HOW TO COMPLETE THIS TASK: Stop at the line containing "use crate::error::ConfigError;": every line of the listing from the first up to that one must be set down exactly.

___

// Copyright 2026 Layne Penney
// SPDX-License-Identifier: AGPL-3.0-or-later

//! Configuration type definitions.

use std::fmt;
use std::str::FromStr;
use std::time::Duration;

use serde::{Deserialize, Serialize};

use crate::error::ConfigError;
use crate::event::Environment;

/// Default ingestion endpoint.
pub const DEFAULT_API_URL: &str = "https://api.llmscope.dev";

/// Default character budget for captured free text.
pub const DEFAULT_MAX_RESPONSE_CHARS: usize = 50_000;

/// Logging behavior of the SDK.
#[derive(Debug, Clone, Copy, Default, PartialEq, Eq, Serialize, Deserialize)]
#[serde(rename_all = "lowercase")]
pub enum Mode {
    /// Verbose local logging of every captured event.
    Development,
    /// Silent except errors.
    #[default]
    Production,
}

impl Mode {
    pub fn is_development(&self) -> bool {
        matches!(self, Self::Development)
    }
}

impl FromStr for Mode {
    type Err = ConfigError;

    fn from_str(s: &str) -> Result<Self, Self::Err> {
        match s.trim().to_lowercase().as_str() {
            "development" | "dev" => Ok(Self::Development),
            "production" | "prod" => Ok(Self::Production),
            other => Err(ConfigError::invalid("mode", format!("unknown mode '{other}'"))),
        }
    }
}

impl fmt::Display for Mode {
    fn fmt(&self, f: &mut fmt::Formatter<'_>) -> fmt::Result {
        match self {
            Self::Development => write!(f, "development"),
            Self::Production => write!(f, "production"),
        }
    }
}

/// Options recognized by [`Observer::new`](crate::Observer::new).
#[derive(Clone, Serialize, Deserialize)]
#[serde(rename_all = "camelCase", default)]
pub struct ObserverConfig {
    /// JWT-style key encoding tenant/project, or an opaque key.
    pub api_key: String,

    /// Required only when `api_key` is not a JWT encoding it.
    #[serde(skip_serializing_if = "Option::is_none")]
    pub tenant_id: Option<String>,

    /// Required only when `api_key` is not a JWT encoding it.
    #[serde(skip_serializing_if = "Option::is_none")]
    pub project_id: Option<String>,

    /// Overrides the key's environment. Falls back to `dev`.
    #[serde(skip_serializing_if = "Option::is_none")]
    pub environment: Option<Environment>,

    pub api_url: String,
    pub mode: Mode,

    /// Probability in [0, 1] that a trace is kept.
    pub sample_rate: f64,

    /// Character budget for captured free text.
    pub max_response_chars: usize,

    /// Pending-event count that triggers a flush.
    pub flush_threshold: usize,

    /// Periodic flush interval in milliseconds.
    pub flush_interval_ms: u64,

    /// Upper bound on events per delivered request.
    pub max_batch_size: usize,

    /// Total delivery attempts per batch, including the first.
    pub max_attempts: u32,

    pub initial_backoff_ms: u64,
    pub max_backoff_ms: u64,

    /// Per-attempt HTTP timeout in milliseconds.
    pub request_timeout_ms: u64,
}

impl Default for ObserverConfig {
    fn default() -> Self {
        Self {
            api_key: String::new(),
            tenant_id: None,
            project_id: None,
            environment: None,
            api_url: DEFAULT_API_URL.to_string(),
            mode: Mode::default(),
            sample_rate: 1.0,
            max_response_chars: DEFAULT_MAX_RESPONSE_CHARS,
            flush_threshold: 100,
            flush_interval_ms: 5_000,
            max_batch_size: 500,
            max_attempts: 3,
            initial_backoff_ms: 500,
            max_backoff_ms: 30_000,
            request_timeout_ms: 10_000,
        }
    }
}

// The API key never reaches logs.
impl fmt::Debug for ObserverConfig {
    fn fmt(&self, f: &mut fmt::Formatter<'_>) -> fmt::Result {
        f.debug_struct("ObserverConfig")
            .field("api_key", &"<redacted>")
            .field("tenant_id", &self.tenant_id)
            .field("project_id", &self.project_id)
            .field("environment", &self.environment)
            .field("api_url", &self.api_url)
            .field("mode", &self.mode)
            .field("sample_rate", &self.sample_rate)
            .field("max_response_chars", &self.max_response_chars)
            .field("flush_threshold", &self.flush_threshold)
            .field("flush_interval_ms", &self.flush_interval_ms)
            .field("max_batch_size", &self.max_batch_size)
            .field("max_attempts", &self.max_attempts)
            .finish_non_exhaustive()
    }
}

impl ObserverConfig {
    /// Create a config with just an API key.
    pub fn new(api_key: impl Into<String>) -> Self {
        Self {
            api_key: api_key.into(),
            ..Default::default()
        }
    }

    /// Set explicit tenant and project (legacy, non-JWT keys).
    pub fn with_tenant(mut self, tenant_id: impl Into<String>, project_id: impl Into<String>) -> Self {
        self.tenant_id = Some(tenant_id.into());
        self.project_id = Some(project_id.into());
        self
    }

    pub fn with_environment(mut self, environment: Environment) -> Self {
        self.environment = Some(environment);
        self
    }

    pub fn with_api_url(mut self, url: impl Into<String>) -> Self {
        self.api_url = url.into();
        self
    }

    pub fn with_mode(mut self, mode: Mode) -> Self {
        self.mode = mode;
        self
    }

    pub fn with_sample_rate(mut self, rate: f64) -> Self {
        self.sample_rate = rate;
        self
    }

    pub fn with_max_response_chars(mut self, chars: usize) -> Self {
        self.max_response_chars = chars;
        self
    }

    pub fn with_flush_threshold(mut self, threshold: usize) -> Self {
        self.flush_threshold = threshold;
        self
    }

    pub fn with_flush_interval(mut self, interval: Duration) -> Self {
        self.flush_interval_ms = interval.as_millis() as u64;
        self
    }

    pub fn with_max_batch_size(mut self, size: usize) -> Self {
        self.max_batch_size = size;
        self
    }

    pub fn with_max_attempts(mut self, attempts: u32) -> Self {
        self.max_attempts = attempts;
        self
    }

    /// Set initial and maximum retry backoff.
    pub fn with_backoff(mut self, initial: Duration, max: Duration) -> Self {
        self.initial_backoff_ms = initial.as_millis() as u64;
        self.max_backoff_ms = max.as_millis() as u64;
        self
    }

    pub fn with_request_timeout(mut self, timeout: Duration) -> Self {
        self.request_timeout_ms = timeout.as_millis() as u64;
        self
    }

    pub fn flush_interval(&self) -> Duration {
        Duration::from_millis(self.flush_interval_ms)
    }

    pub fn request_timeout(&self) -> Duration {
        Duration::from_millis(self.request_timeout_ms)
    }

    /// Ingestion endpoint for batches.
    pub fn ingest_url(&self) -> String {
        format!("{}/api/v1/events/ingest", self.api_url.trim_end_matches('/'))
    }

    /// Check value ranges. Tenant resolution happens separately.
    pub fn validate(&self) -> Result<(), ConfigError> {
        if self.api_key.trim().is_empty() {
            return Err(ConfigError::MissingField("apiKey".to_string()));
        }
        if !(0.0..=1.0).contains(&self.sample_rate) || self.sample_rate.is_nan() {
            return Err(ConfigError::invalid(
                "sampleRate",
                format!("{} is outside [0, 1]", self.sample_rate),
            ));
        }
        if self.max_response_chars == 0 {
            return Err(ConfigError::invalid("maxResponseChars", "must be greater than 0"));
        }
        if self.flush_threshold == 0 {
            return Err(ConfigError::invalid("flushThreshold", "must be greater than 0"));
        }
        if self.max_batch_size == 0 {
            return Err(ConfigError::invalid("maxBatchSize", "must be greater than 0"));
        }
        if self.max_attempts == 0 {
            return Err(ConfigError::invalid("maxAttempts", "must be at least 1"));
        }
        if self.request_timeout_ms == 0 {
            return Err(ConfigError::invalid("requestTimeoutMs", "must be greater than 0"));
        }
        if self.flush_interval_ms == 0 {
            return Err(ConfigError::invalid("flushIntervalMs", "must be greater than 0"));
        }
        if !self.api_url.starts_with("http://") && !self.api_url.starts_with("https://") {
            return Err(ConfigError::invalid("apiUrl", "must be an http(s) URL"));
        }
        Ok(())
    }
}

___

SOLUTION:
// Copyright 2026 Layne Penney
// SPDX-License-Identifier: AGPL-3.0-or-later

//! Configuration type definitions.

use std::fmt;
use std::str::FromStr;
use std::time::Duration;

use serde::{Deserialize, Serialize};

use crate::error::ConfigError;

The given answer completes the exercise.